I generally do rides of about 50miles or abit more. Haven't done any crazy distances.

It wasn't on that bike, I've hardly used the Cannondale yet. It's not set up properly yet, only got it in September as my summer bike.

It was on my silver CDF, had a bike fit a couple of years ago at Pearsons. Knee had been fine beforehand, it's been a couple of years since it played up due to over-use. 

Think I averaged 15mph so not that quick!


----------



## vickster (12 Dec 2016)

Pearsons in Sheen have physio services, might be worth booking an appointment

http://www.pearsoncycles.co.uk/summit-wellbeing/


----------



## ColinJ (12 Dec 2016)

I got a cleat position wrong once but didn't notice until halfway through a 20 mile ride, by which time I had done sufficient damage to my knee for it to hurt for a couple of months after that! It isn't hard for incorrect bike/cleat setup to cause pain.
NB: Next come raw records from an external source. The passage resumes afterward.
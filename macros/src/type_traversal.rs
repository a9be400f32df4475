//!
//! Utilities that allow use to traverse `struct`s and `enum`s.
//!

use proc_macro2::Span;
use syn::punctuated::Punctuated;

///
/// Checks to see if an identifier is in a path.
///
pub fn in_path<'a>(path: &'a syn::Path, ident: &str) -> Option<&'a syn::PathSegment> {
    path.segments
        .iter()
        .find(|syn::PathSegment { ident: id, .. }| id == ident)
}

///
/// Checks if a type has the ident inside its name.
///
pub fn is_named_type<'a>(ty: &'a syn::Type, ident: &str) -> Option<&'a syn::PathSegment> {
    match ty {
        syn::Type::Path(syn::TypePath { path, .. }) => in_path(path, ident),
        _ => None,
    }
}

pub fn self_keyword() -> syn::Expr {
    syn::Expr::Path(syn::ExprPath {
        attrs: Default::default(),
        qself: Default::default(),
        path: syn::Ident::new("self", Span::call_site()).into(),
    })
}

pub trait ToMember {
    fn to_member(self) -> syn::Member;
}

impl ToMember for syn::Index {
    fn to_member(self) -> syn::Member {
        syn::Member::Unnamed(self)
    }
}

impl ToMember for syn::Ident {
    fn to_member(self) -> syn::Member {
        syn::Member::Named(self)
    }
}

impl ToMember for syn::Member {
    fn to_member(self) -> syn::Member {
        self
    }
}

pub fn index(index: u32) -> syn::Index {
    syn::Index {
        index,
        span: Span::call_site(),
    }
}

///
/// `self.<member>`
///
pub fn field_access(m: impl ToMember) -> syn::Expr {
    syn::Expr::Field(syn::ExprField {
        attrs: Default::default(),
        base: Box::new(self_keyword()),
        dot_token: Default::default(),
        member: m.to_member(),
    })
}

///
/// `Self::<variant>`
///
pub fn variant_path(var: &syn::Ident) -> syn::Path {
    syn::Path {
        leading_colon: Default::default(),
        segments: Punctuated::from_iter(
            [syn::Ident::new("Self", Span::call_site()), var.clone()]
                .into_iter()
                .map(|ident| syn::PathSegment {
                    ident,
                    arguments: syn::PathArguments::None,
                }),
        ),
    }
}
//!
//! ## String literals
//!
//! Single or double quoted. Escapes `\n \r \t \b \f` are decoded,
//! any other escaped character stands for itself.
//!

use toker_macros::{ECMARef, Spanned};

use crate::{
    common::Span,
    lexing::{
        utils::{LexT, LiteralKind, ScanResult, SourceStream},
        ScannerConfig,
    },
};

use super::{Lexeme, Tag, TokenValue};

///
/// The character an escape sequence `\ch` stands for.
///
#[ECMARef(
    "CharacterEscapeSequence",
    "https://262.ecma-international.org/5.1/#sec-7.8.4"
)]
pub fn unescape(ch: char) -> char {
    match ch {
        'n' => '\n',
        'r' => '\r',
        't' => '\t',
        'b' => '\u{0008}',
        'f' => '\u{000C}',
        other => other,
    }
}

#[ECMARef("StringLiteral", "https://262.ecma-international.org/5.1/#sec-7.8.4")]
#[derive(Debug, Spanned)]
pub struct StringLiteral {
    span: Span,
    quote: char,
    value: String,
}

impl StringLiteral {
    pub fn quote(&self) -> char {
        self.quote
    }

    pub fn value(&self) -> &str {
        &self.value
    }
}

impl LexT for StringLiteral {
    fn peek(input: &SourceStream, _: &ScannerConfig) -> bool {
        input.upcoming('\'') || input.upcoming('"')
    }

    fn lex(input: &mut SourceStream, _: &ScannerConfig) -> ScanResult<Self> {
        let start = input.loc();
        let position = input.position();

        let Some(quote) = input.take() else {
            return Err(input.unterminated(LiteralKind::String, position));
        };

        let mut value = String::new();
        loop {
            match input.take() {
                Some(ch) if ch == quote => break,
                Some('\\') => match input.take() {
                    Some(escaped) => value.push(unescape(escaped)),
                    None => return Err(input.unterminated(LiteralKind::String, position)),
                },
                Some(ch) => value.push(ch),
                None => return Err(input.unterminated(LiteralKind::String, position)),
            }
        }

        Ok(Self {
            span: input.span_from(start),
            quote,
            value,
        })
    }
}

impl TokenValue for StringLiteral {
    fn into_value(self) -> (Tag, Lexeme) {
        (Tag::StringLiteral, Lexeme::Text(self.value))
    }
}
The other time I developed knee pain was when I was very overweight. The strain of carting the blubber about was making my knees pack up. I lost several stone and the pain just went away. Is your weight ok?


----------



## dim (12 Dec 2016)

too much too soon .... 50 miles is a long way for someone who is not bike fit .... plus the bike is not set up correctly (thats what gives the knee pain) or the cycling technique is wrong (grinding instead of spinning) and you are pedalling stronger with one leg

get a proper bike fit .... not cheap but from what I have read on other forums, the Guru fit is well worth the money if you are very serious about cycling but suffer discomfort as the bike is not set up properly :

http://www.sigmasport.co.uk/bike-fi...vd3gDqepgaAhu_8P8HAQ&gclsrc=aw.ds#the-process

http://cadenceperformance.com/services/bike-fit/retul/







you could always try the Eddy bike fit calculator (thats what I used when I started off and it's pretty accurate (use the Eddy bike fit calcs ( it gives 3 different sets of dimensions, but the Eddy fit is the most comfortable (for me) ...
http://www.competitivecyclist.com/Store/catalog/fitCalculatorBike.jsp#type


----------



## screenman (12 Dec 2016)

I have had pain in either my left foot or more recently my right ankle whilst cycling for over 30 years now. I have right knee arthritis, but I am not giving in.


----------



## Rustybucket (12 Dec 2016)

vickster said:


> Pearsons in Sheen have physio services, might be worth booking an appointment
> 
> http://www.pearsoncycles.co.uk/summit-wellbeing/




Thanks - Think I'm going to try somewhere closed to where I work in London, so can go at lunchtime


ColinJ said:


> I got a cleat position wrong once but didn't notice until halfway through a 20 mile ride, by which time I had done sufficient damage to my knee for it to hurt for a couple of months after that! It isn't hard for incorrect bike/cleat setup to cause pain.
> 
> The other time I developed knee pain was when I was very overweight. The strain of carting the blubber about was making my knees pack up. I lost several stone and the pain just went away. Is your weight ok?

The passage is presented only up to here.